Proposal for Standardizing the Recording Rendered Targets 1.0
International Internet Preservation Consortium
Harvesting Working Group
The modifications described below are based on HTTP Archive 1.2
<pages>
This object represents list of exported pages.
"pages": [
{
"startedDateTime": "2009-04-16T12:07:25.123+01:00",
"id": "page\_0",
"title": "Test Page",
"pageTimings": {...},
"comment": "",
"renderedContent": {...},
"renderedElements": [],
"map": []
}
]
- startedDateTime [string]
- Date and time stamp for the beginning of the page load (ISO 8601 - YYYY-MM-DDThh:mm:ss.sTZD, e.g. 2009-07-24T19:20:30.45+01:00).
- id [string]
- Unique identifier of a page within the <log>. Entries use it to refer the parent page.
- title [string]
- Page title.
- pageTimings[object]
- Detailed timing info about page load.
- comment [string, optional] (new in 1.2)
- A comment provided by the user or the application.
- renderedContent [object]
- Representation of the page’s DOM.
- renderedElements [array, optional]
- List of images rendered from the final page.
- map [array, optional]
- List of clickable areas in the final page.
<renderedContent>
This object represents the DOM of the final page.
"renderedContent": {
"text": "PCFET0NUWVBFIGh0bWw+P...",
"encoding": "base64"
}
- text [string]
- HTML of the final page, following any DOM changes during page-load.
- encoding [string, optional]
- Encoding used for response text field e.g “base64”.
<renderedElements>
This object represents a list of images rendered from the page or some subsection thereof.
"renderedElements": [
{
"selector": ":root",
"format": "PNG",
"content": "iVBORw0KGgoAAAANSU...",
"encoding": "base64"
}
]
- selector [string]
- The CSS3 selector of an element within the page forming the basis of the image.
- format [string]
- The format of the image (e.g. “PNG”, “JPEG”).
- content [string]
- Textual representation of the image content.
- encoding [string]
- Encoding used for the content string (e.g. “base64”).
<map>
The object represents a list of clickable areas within the page.
"map": [
{
"href": "/",
"location": {...}
}
]
- href [string, optional]
- URL (absolute or relative) of the page to which a click would direct the session.

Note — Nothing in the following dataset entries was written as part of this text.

//! # Label Command Encoder
//!
//! Re-expresses a label as a ZPL command stream with fixed physical
//! coordinates. This stream, not the preview bitmap, is what the printer
//! receives.
//!
//! ## Stream Layout
//!
//! ```text
//! ^XA                                   start of label
//! ^PW415                                page width (dots)
//! ^LL264                                label length (dots)
//! ^FO280,10^A0N,24,24^FD16/10/2026^FS   date stamp
//! ^FO30,50                              barcode origin
//! ^BCN,80,N,N,N,A                       barcode, 80 dots tall
//! ^FD12345.01^FS
//! ^FO30,140^A0N,35,35^FD12345.01^FS     code restated, large
//! ^FO30,185^A0N,20,18^FDGARCIA^FS       caption (optional)
//! ^XZ                                   end of label
//! ```
//!
//! EAN-13, EAN-8 and UPC-A restate the code with its check digit, the
//! same text the preview shows under the bars.
//!
//! `^CI28` is added after `^LL` only when some field contains non-ASCII
//! text, so plain ASCII labels keep exactly the layout above.
//!
//! ## Format Leniency
//!
//! [`encode`] takes a format *name* and falls back to CODE128 when the
//! name is not in the registry. Callers that need strict validation
//! resolve the name with [`Symbology::resolve`] first and call
//! [`encode_label`].

use chrono::{Local, NaiveDate};
use tracing::{debug, warn};

use super::barcode::{barcode_command, barcode_data};
use super::commands;
use crate::printer::LabelConfig;
use crate::symbology::Symbology;

/// Field positions and font sizes for a label, in dots.
#[derive(Debug, Clone, Copy, PartialEq, Eq)]
pub struct LabelLayout {
    /// Date stamp origin
    pub date_origin: (u16, u16),
    /// Date stamp character height and width
    pub date_font: (u16, u16),
    /// Barcode field origin
    pub barcode_origin: (u16, u16),
    /// Bar height
    pub barcode_height: u16,
    /// Gap between the bars and the restated code
    pub code_gap: u16,
    /// Restated code character height and width
    pub code_font: (u16, u16),
    /// Distance from the restated code to the caption
    pub caption_gap: u16,
    /// Caption character height and width
    pub caption_font: (u16, u16),
}

impl LabelLayout {
    /// Layout for [`LabelConfig::LABEL_52X33`].
    pub const LABEL_52X33: Self = Self {
        date_origin: (280, 10),
        date_font: (24, 24),
        barcode_origin: (30, 50),
        barcode_height: 80,
        code_gap: 10,
        code_font: (35, 35),
        caption_gap: 45,
        caption_font: (20, 18),
    };

    /// Y coordinate of the restated code.
    pub fn code_y(&self) -> u16 {
        self.barcode_origin.1 + self.barcode_height + self.code_gap
    }

    /// Y coordinate of the caption.
    pub fn caption_y(&self) -> u16 {
        self.code_y() + self.caption_gap
    }
}

impl Default for LabelLayout {
    fn default() -> Self {
        Self::LABEL_52X33
    }
}

/// Date stamp format (`DD/MM/YYYY`).
pub const DATE_FORMAT: &str = "%d/%m/%Y";

/// # Encode a Label
///
/// Builds the command stream for the default 52×33mm label, stamped with
/// today's local date. The date is sampled once per call.
///
/// Unknown format names fall back to CODE128 (see module docs).
///
/// ## Example
///
/// ```
/// use etiqueta::protocol::encode;
///
/// let zpl = encode("CODE128", "12345.01", Some("GARCIA PEREZ"));
/// let text = String::from_utf8(zpl).unwrap();
/// assert!(text.starts_with("^XA"));
/// assert!(text.ends_with("^XZ"));
/// ```
pub fn encode(format: &str, code: &str, caption_primary: Option<&str>) -> Vec<u8> {
    let today = Local::now().date_naive();
    encode_with_date(format, code, caption_primary, today)
}

/// [`encode`] with an explicit date stamp.
///
/// Identical inputs always produce byte-identical output.
pub fn encode_with_date(
    format: &str,
    code: &str,
    caption_primary: Option<&str>,
    date: NaiveDate,
) -> Vec<u8> {
    let symbology = Symbology::resolve(format).unwrap_or_else(|_| {
        warn!(format, "unknown format, falling back to CODE128");
        Symbology::Code128
    });
    encode_label(
        symbology,
        code,
        caption_primary,
        date,
        &LabelConfig::LABEL_52X33,
        &LabelLayout::LABEL_52X33,
    )
}

/// # Encode with an Explicit Symbology and Geometry
///
/// The strictly-typed encoder behind [`encode`]. `code` is emitted as
/// given (CODE39 upper-cased); validate it with [`Symbology::validate`]
/// first if the printer must never receive an unscannable value.
pub fn encode_label(
    symbology: Symbology,
    code: &str,
    caption_primary: Option<&str>,
    date: NaiveDate,
    config: &LabelConfig,
    layout: &LabelLayout,
) -> Vec<u8> {
    let caption = caption_primary.filter(|c| !c.is_empty());
    let data = barcode_data(symbology, code);
    let restated = restated_code(symbology, &data);
    let stamp = date.format(DATE_FORMAT).to_string();

    let mut lines = vec![
        commands::start_format(),
        commands::print_width(config.width_dots),
        commands::label_length(config.height_dots),
    ];

    if !data.is_ascii() || caption.is_some_and(|c| !c.is_ascii()) {
        lines.push(commands::utf8_encoding());
    }

    // Date stamp
    lines.push(format!(
        "{}{}{}",
        commands::field_origin(layout.date_origin.0, layout.date_origin.1),
        commands::scalable_font(layout.date_font.0, layout.date_font.1),
        commands::field_data(&stamp)
    ));

    // Barcode
    lines.push(commands::field_origin(
        layout.barcode_origin.0,
        layout.barcode_origin.1,
    ));
    lines.push(barcode_command(symbology, layout.barcode_height));
    lines.push(commands::field_data(&data));

    // Code restated in a large font, as read under the preview bars
    lines.push(format!(
        "{}{}{}",
        commands::field_origin(layout.barcode_origin.0, layout.code_y()),
        commands::scalable_font(layout.code_font.0, layout.code_font.1),
        commands::field_data(&restated)
    ));

    if let Some(caption) = caption {
        lines.push(format!(
            "{}{}{}",
            commands::field_origin(layout.barcode_origin.0, layout.caption_y()),
            commands::scalable_font(layout.caption_font.0, layout.caption_font.1),
            commands::field_data(caption)
        ));
    }

    lines.push(commands::end_format());

    let stream = lines.join("\n");
    debug!(
        format = symbology.name(),
        bytes = stream.len(),
        "encoded label"
    );
    stream.into_bytes()
}

/// Text of the restated code field.
///
/// GS1 payloads with exactly their data digits gain the check digit, so
/// the printed text matches [`Symbology::human_readable`]. Anything else,
/// including unvalidated input, is restated as given.
fn restated_code(symbology: Symbology, data: &str) -> String {
    match symbology.data_digits() {
        Some(digits) if data.len() == digits && data.bytes().all(|b| b.is_ascii_digit()) => {
            symbology.human_readable(data)
        }
        _ => data.to_string(),
    }
}

#[cfg(test)]
mod tests {
    use super::*;
    use pretty_assertions::assert_eq;

    fn date() -> NaiveDate {
        NaiveDate::from_ymd_opt(2026, 10, 16).unwrap()
    }

    fn encode_str(format: &str, code: &str, caption: Option<&str>) -> String {
        String::from_utf8(encode_with_date(format, code, caption, date())).unwrap()
    }

    #[test]
    fn test_full_stream_with_caption() {
        let expected = "^XA\n\
                        ^PW415\n\
                        ^LL264\n\
                        ^FO280,10^A0N,24,24^FD16/10/2026^FS\n\
                        ^FO30,50\n\
                        ^BCN,80,N,N,N,A\n\
                        ^FD12345.01^FS\n\
                        ^FO30,140^A0N,35,35^FD12345.01^FS\n\
                        ^FO30,185^A0N,20,18^FDGARCIA PEREZ^FS\n\
                        ^XZ";
        assert_eq!(encode_str("CODE128", "12345.01", Some("GARCIA PEREZ")), expected);
    }

    #[test]
    fn test_stream_without_caption() {
        let zpl = encode_str("CODE128", "777", None);
        assert!(!zpl.contains("^FO30,185"));
        assert!(zpl.ends_with("^FO30,140^A0N,35,35^FD777^FS\n^XZ"));
    }

    #[test]
    fn test_empty_caption_is_absent() {
        assert_eq!(
            encode_str("CODE128", "777", Some("")),
            encode_str("CODE128", "777", None)
        );
    }

    #[test]
    fn test_deterministic() {
        let a = encode_with_date("EAN13", "123456789012", Some("X"), date());
        let b = encode_with_date("EAN13", "123456789012", Some("X"), date());
        assert_eq!(a, b);
    }

    #[test]
    fn test_unknown_format_falls_back_to_code128() {
        let zpl = encode_str("PDF417", "ABC", None);
        assert!(zpl.contains("\n^BCN,80,N,N,N,A\n"));
    }

    #[test]
    fn test_symbology_prefix_used() {
        let zpl = encode_str("ean8", "9638507", None);
        assert!(zpl.contains("\n^B8N,80,N,N\n"));
    }

    #[test]
    fn test_non_ascii_caption_declares_utf8() {
        let zpl = encode_str("CODE128", "1.01", Some("GARCÍA"));
        assert!(zpl.starts_with("^XA\n^PW415\n^LL264\n^CI28\n"));
        assert!(zpl.contains("^FDGARCÍA^FS"));
    }

    #[test]
    fn test_caret_in_code_is_escaped() {
        let zpl = encode_str("CODE128", "A^B", None);
        assert!(zpl.contains("^FH_^FDA_5EB^FS"));
        assert!(!zpl.contains("^FDA^B"));
    }

    #[test]
    fn test_gs1_restated_code_carries_check_digit() {
        let zpl = encode_str("EAN13", "123456789012", None);
        assert!(zpl.contains("^FO30,50\n^BEN,80,N,N\n^FD123456789012^FS"));
        assert!(zpl.contains("^FO30,140^A0N,35,35^FD1234567890128^FS"));

        let zpl = encode_str("UPC_A", "03600029145", None);
        assert!(zpl.contains("^FD036000291452^FS"));
    }

    #[test]
    fn test_unvalidated_gs1_code_is_restated_as_given() {
        let zpl = encode_str("EAN8", "12A", None);
        assert!(zpl.contains("^FO30,140^A0N,35,35^FD12A^FS"));
    }

    #[test]
    fn test_layout_coordinates() {
        let layout = LabelLayout::default();
        assert_eq!(layout.code_y(), 140);
        assert_eq!(layout.caption_y(), 185);
    }
}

- onClick [string, optional]
- Action from which an onClick event would result. Either a URL (absolute or relative) or a Javascript fragment.
- location [object]
- Representation of the area’s position and dimensions.
<location>
This object represents a specific area within a page.
"location": {
"bottom": 46,
"height": 46,
"left": 37,
"right": 110,
"top": 0,
"width": 73
}
- bottom [number]
- Y-coordinate, relative to the viewport origin, of the bottom of the rectangle box.
- height [number]
- Height of the rectangle box (This is identical to bottom minus top).
- left [number]
- X-coordinate, relative to the viewport origin, of the left of the rectangle box.
- right [number]
- X-coordinate, relative to the viewport origin, of the right of the rectangle box.
- top [number]
- Y-coordinate, relative to the viewport origin, of the top of the rectangle box.
- width [number]
- Width of the rectangle box (This is identical to right minus left).